Problem: Report all lines below with the word "struct".
══ Records ══
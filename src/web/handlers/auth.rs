//! Login, logout and registration handlers.

use std::sync::Arc;

use axum::{
    extract::State,
    response::{IntoResponse, Redirect, Response},
    Form,
};
use serde::Deserialize;
use tower_sessions::Session;
use tracing::warn;

use crate::auth::session::{self as login_state, authenticate, session_user_id, take_flash};
use crate::auth::{RegistrationRequest, SessionError};
use crate::db::UserRepository;
use crate::web::error::WebError;
use crate::web::views::{LoginTemplate, RegisterTemplate};

use super::{render, AppState};

/// Login form.
#[derive(Debug, Deserialize)]
pub struct LoginForm {
    #[serde(default)]
    pub email: String,
    #[serde(default)]
    pub password: String,
}

/// Registration form.
#[derive(Debug, Deserialize)]
pub struct RegisterForm {
    #[serde(default)]
    pub user_name: String,
    #[serde(default)]
    pub email: String,
    #[serde(default)]
    pub password: String,
}

/// Whether the session already belongs to an existing user.
async fn is_logged_in(state: &AppState, session: &Session) -> Result<bool, WebError> {
    let Some(user_id) = session_user_id(session).await? else {
        return Ok(false);
    };
    let user = UserRepository::new(state.db.pool()).get_by_id(user_id).await?;
    Ok(user.is_some())
}

/// GET /
pub async fn login_page(
    State(state): State<Arc<AppState>>,
    session: Session,
) -> Result<Response, WebError> {
    if is_logged_in(&state, &session).await? {
        return Ok(Redirect::to("/posts").into_response());
    }

    let page = LoginTemplate {
        flash: take_flash(&session).await?,
        error: None,
        email: String::new(),
    };
    Ok(render(&page)?.into_response())
}

/// POST /login
pub async fn login(
    State(state): State<Arc<AppState>>,
    session: Session,
    Form(form): Form<LoginForm>,
) -> Result<Response, WebError> {
    let repo = UserRepository::new(state.db.pool());

    match authenticate(&repo, &form.email, &form.password).await {
        Ok(user) => {
            login_state::login(&session, &user).await?;
            Ok(Redirect::to("/posts").into_response())
        }
        Err(SessionError::InvalidCredentials) => {
            let page = LoginTemplate {
                flash: None,
                error: Some(SessionError::InvalidCredentials.to_string()),
                email: form.email,
            };
            Ok(render(&page)?.into_response())
        }
        Err(e) => Err(e.into()),
    }
}

/// GET /logout
pub async fn logout(session: Session) -> Result<Redirect, WebError> {
    login_state::logout(&session).await?;
    Ok(Redirect::to("/"))
}

/// GET /register
pub async fn register_page(
    State(state): State<Arc<AppState>>,
    session: Session,
) -> Result<Response, WebError> {
    if is_logged_in(&state, &session).await? {
        return Ok(Redirect::to("/posts").into_response());
    }

    let page = RegisterTemplate {
        flash: None,
        error: None,
        user_name: String::new(),
        email: String::new(),
    };
    Ok(render(&page)?.into_response())
}

/// POST /register
///
/// A successful registration logs the new user in.
pub async fn register(
    State(state): State<Arc<AppState>>,
    session: Session,
    Form(form): Form<RegisterForm>,
) -> Result<Response, WebError> {
    let repo = UserRepository::new(state.db.pool());
    let request = RegistrationRequest::new(&form.user_name, &form.email, &form.password);

    match crate::auth::register(&repo, request).await {
        Ok(user) => {
            login_state::login(&session, &user).await?;
            Ok(Redirect::to("/posts").into_response())
        }
        Err(e) if e.is_user_error() => {
            warn!(email = %form.email, reason = %e, "Registration rejected");
            let page = RegisterTemplate {
                flash: None,
                error: Some(e.to_string()),
                user_name: form.user_name,
                email: form.email,
            };
            Ok(render(&page)?.into_response())
        }
        Err(e) => Err(WebError::internal(e.to_string())),
    }
}
//! Page handlers for the web UI.

pub mod auth;
pub mod board;

pub use auth::*;
pub use board::*;

use askama::Template;
use axum::http::{header::REFERER, HeaderMap};
use axum::response::{Html, Redirect};
use tower_sessions::Session;
use tracing::warn;
use url::Url;

use crate::auth::{session::set_flash, PermissionError};
use crate::db::Database;

use super::error::WebError;

/// Shared application state.
pub struct AppState {
    /// Database handle.
    pub db: Database,
    /// Timezone used to display timestamps.
    pub timezone: String,
}

impl AppState {
    /// Create a new application state.
    pub fn new(db: Database, timezone: impl Into<String>) -> Self {
        Self {
            db,
            timezone: timezone.into(),
        }
    }
}

/// Render a template into an HTML response.
pub(crate) fn render<T: Template>(template: &T) -> Result<Html<String>, WebError> {
    Ok(Html(template.render()?))
}

/// Where to send the browser back to after a denied request: the path and
/// query of the `Referer`, or `fallback`.
///
/// Only the path is kept, so a foreign referer cannot turn this into an open
/// redirect. A referer naming the denied request itself, or any edit or
/// delete page, is ignored: browsers keep the original `Referer` across a
/// 303, and sending them back there would be denied again.
pub(crate) fn back_target(headers: &HeaderMap, request_path: &str, fallback: &str) -> String {
    headers
        .get(REFERER)
        .and_then(|value| value.to_str().ok())
        .and_then(|value| Url::parse(value).ok())
        .filter(|url| is_safe_return(url.path(), request_path))
        .map(|url| match url.query() {
            Some(query) => format!("{}?{}", url.path(), query),
            None => url.path().to_string(),
        })
        .unwrap_or_else(|| fallback.to_string())
}

fn is_safe_return(path: &str, request_path: &str) -> bool {
    path != request_path
        && !path.starts_with("/posts/edit/")
        && !path.starts_with("/posts/delete/")
}

/// Show a denial on the page at `target`.
pub(crate) async fn deny(
    session: &Session,
    target: String,
    denied: PermissionError,
) -> Result<Redirect, WebError> {
    warn!(reason = %denied, target = %target, "Request denied");
    set_flash(session, denied.to_string()).await?;
    Ok(Redirect::to(&target))
}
═══
Task output:
pub struct LoginForm {
pub struct RegisterForm {
pub struct AppState {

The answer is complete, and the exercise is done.